The prediction of the rotational speed of the droplet obtained analytically (S1) and that measured using a high-speed camera were compared. Note that the droplet volume is 40 μL, the inclination angle of the surface is 3°, and the variation in the dynamic contact hysteresis with distance along the inclined surface is incorporated in the calculations (S1). The advancing and receding angles of the droplet along the inclined surface are shown in Fig. (7a and b) for clean and dusty hydrophobic surfaces. Figure (8a) shows the rotational speed along the distance on the clean hydrophobic surface. The rotational speed (ω) of the clean hydrophobic surface predicted analytically (S1) agrees well with the experimental data obtained from the high-speed camera. Note that the experiments related to high-speed camera records were repeated five times, and the error related to the rotational speed obtained from the high-speed camera data is on the order of 4%.

Figure 7
figure 7

Advancing and receding angles of the water droplet on the hydrophobic surface: (a) clean surface and (b) dusty surface.

Figure 8
figure 8

Rotational speed (a) and translational velocity (b) of a water droplet predicted analytically (S1 and S2) and obtained from a high-speed camera for the clean hydrophobic surface. Droplet volume is 40 μL, and inclination angle is 3°.
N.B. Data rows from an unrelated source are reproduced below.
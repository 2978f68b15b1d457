//! Read-only projections for the API layer, plus a synchronous `refresh`.

use crate::scoring::{ScoringEngine, ScoringError};
use crate::store::{Agent, ComputedScore, FeedbackEvent, OracleSyncState, Store, StoreError};

use alloy::primitives::B256;
use chrono::{DateTime, Utc};
use serde::Serialize;
use thiserror::Error;
use tracing::info;

/// Hard cap on any page size requested by a caller.
pub const MAX_PAGE_SIZE: u64 = 100;

#[derive(Error, Debug)]
pub enum QueryError {
    #[error(transparent)]
    Store(#[from] StoreError),
    #[error(transparent)]
    Scoring(#[from] ScoringError),
}

#[derive(Debug, Clone, Copy, PartialEq, Eq)]
pub struct Page {
    pub offset: u64,
    pub limit: u64,
}

impl Page {
    pub fn new(offset: u64, limit: u64) -> Self {
        Self {
            offset,
            limit: limit.clamp(1, MAX_PAGE_SIZE),
        }
    }
}

impl Default for Page {
    fn default() -> Self {
        Self::new(0, 20)
    }
}

/// Everything known about one agent.
#[derive(Debug, Clone, PartialEq)]
pub struct TrustProfile {
    pub agent: Option<Agent>,
    pub score: Option<ComputedScore>,
    pub oracle: Option<OracleSyncState>,
}

/// Compact score summary suitable for JSON responses.
#[derive(Debug, Clone, PartialEq, Serialize)]
pub struct ScoreSummary {
    pub agent_id: String,
    pub overall_score: Option<f64>,
    pub feedback_count: u64,
    pub positive_count: u64,
    pub negative_count: u64,
    pub as_of: DateTime<Utc>,
}

impl From<&ComputedScore> for ScoreSummary {
    fn from(score: &ComputedScore) -> Self {
        Self {
            agent_id: format!("{:#x}", score.agent_id),
            overall_score: score.overall_score,
            feedback_count: score.feedback_count,
            positive_count: score.positive_count,
            negative_count: score.negative_count,
            as_of: score.as_of,
        }
    }
}

#[derive(Clone)]
pub struct TrustQuery {
    store: Store,
    engine: ScoringEngine,
}

impl TrustQuery {
    pub fn new(store: Store, engine: ScoringEngine) -> Self {
        Self { store, engine }
    }

    pub fn agent(&self, id: B256) -> Result<Option<Agent>, QueryError> {
        Ok(self.store.agent(id)?)
    }

    pub fn agents(&self, page: Page) -> Result<Vec<Agent>, QueryError> {
        Ok(self.store.list_agents(page.offset, page.limit)?)
    }

    /// Non-revoked feedback about `agent`, oldest first.
    pub fn feedback(&self, agent: B256, page: Page) -> Result<Vec<FeedbackEvent>, QueryError> {
        Ok(self.store.feedback_page(agent, page.offset, page.limit)?)
    }

    pub fn score(&self, agent: B256) -> Result<Option<ComputedScore>, QueryError> {
        Ok(self.store.score(agent)?)
    }

    pub fn profile(&self, agent: B256) -> Result<TrustProfile, QueryError> {
        Ok(TrustProfile {
            agent: self.store.agent(agent)?,
            score: self.store.score(agent)?,
            oracle: self.store.sync_state(agent)?,
        })
    }

    /// Recompute `agent`'s score now and return it.
    pub async fn refresh(&self, agent: B256) -> Result<ComputedScore, QueryError> {
        let now = Utc::now();
        self.refresh_at(agent, now, now).await
    }

    pub async fn refresh_at(
        &self,
        agent: B256,
        as_of: DateTime<Utc>,
        computed_at: DateTime<Utc>,
    ) -> Result<ComputedScore, QueryError> {
        let engine = self.engine.clone();
        let score = tokio::task::spawn_blocking(move || engine.recompute(agent, as_of, computed_at))
            .await
            .map_err(|e| ScoringError::Task(e.to_string()))?
            .map_err(ScoringError::from)?;
        info!(agent = %agent, score = ?score.overall_score, "score refreshed on demand");
        Ok(score)
    }
}

#[cfg(test)]
mod tests {
    use super::*;
    use crate::config::ScoringConfig;
    use crate::metrics::PipelineMetrics;
    use crate::onchain::{ChainLog, EventKey, FeedbackId, RegistryEvent, Source};
    use crate::store::IndexBatch;
    use alloy::primitives::{address, Address};
    use std::sync::Arc;

    const OWNER: Address = address!("00000000000000000000000000000000000000a1");
    const CLIENT: Address = address!("00000000000000000000000000000000000000c1");

    fn log(block: u64, log_index: u64, event: RegistryEvent) -> ChainLog {
        ChainLog {
            source: Source::ReputationRegistry,
            key: EventKey {
                tx_hash: B256::repeat_byte(block as u8),
                log_index,
            },
            block_number: block,
            block_hash: None,
            event,
        }
    }

    fn feedback(index: u64, value: i128) -> RegistryEvent {
        RegistryEvent::NewFeedback {
            feedback_id: FeedbackId {
                agent_id: B256::repeat_byte(7),
                client: CLIENT,
                index,
            },
            category: None,
            raw_value: value,
            value_decimals: 0,
            comment: Some(format!("ipfs://fb-{index}")),
        }
    }

    fn seeded_at() -> DateTime<Utc> {
        DateTime::from_timestamp(1_750_000_000, 0).unwrap()
    }

    fn seeded() -> (Store, TrustQuery) {
        let store = Store::open_in_memory().unwrap();
        let mut logs = vec![log(
            1,
            0,
            RegistryEvent::AgentRegistered {
                agent_id: B256::repeat_byte(7),
                owner: OWNER,
                metadata_uri: Some("ipfs://agent".into()),
            },
        )];
        for i in 0..5 {
            logs.push(log(2, i, feedback(i, 10 * (i as i128 + 1))));
        }
        logs.push(log(
            3,
            0,
            RegistryEvent::FeedbackRevoked {
                feedback_id: FeedbackId {
                    agent_id: B256::repeat_byte(7),
                    client: CLIENT,
                    index: 4,
                },
            },
        ));
        let now = seeded_at().timestamp();
        store
            .apply_batch(&IndexBatch {
                sources: Source::ALL.to_vec(),
                range_end: 3,
                range_end_hash: None,
                logs,
                block_timestamps: [(1, now), (2, now), (3, now)].into_iter().collect(),
                failures: vec![],
            })
            .unwrap();
        let engine = ScoringEngine::new(
            store.clone(),
            ScoringConfig::default(),
            Arc::new(PipelineMetrics::new()),
        );
        let query = TrustQuery::new(store.clone(), engine);
        (store, query)
    }

    #[test]
    fn test_page_limits_are_clamped() {
        assert_eq!(Page::new(0, 0).limit, 1);
        assert_eq!(Page::new(0, 10_000).limit, MAX_PAGE_SIZE);
    }

    #[test]
    fn test_feedback_pages_skip_revoked() {
        let (_store, query) = seeded();
        let agent = B256::repeat_byte(7);
        let first = query.feedback(agent, Page::new(0, 3)).unwrap();
        let second = query.feedback(agent, Page::new(3, 3)).unwrap();
        assert_eq!(first.len(), 3);
        assert_eq!(second.len(), 1);
        assert!(first.iter().chain(&second).all(|f| !f.revoked));
        assert_eq!(first[0].comment.as_deref(), Some("ipfs://fb-0"));
    }

    #[tokio::test]
    async fn test_refresh_computes_and_persists() {
        let (store, query) = seeded();
        let agent = B256::repeat_byte(7);
        assert!(query.score(agent).unwrap().is_none());

        let score = query.refresh_at(agent, seeded_at(), seeded_at()).await.unwrap();
        // 10, 20, 30, 40 all fresh; the 50 was revoked.
        assert_eq!(score.overall_score, Some(25.0));
        assert_eq!(score.feedback_count, 4);
        assert_eq!(store.score(agent).unwrap().unwrap().overall_score, Some(25.0));

        let profile = query.profile(agent).unwrap();
        assert_eq!(profile.agent.unwrap().owner, OWNER);
        assert!(profile.oracle.is_none());
        let summary = ScoreSummary::from(profile.score.as_ref().unwrap());
        assert_eq!(summary.feedback_count, 4);
    }

    #[tokio::test]
    async fn test_refresh_unknown_agent_is_undefined() {
        let (_store, query) = seeded();
        let score = query.refresh(B256::repeat_byte(0x55)).await.unwrap();
        assert_eq!(score.overall_score, None);
        assert_eq!(query.agents(Page::default()).unwrap().len(), 1);
    }
}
On the other hand, when the droplet rolls off, it suffers from the energy dissipation due to fluid friction, body deformation during wobbling, retention force from adhesion of the droplet, and frictional contact between the droplet and the hydrophobic surface. Although the shear due to the rate of fluid strain developed across the contact surface between the water droplet and the hydrophobic surface is small53, it contributes to energy dissipation during droplet rolling. The details of energy balance and formulation of the droplet translational velocity are provided in the supplement (S2).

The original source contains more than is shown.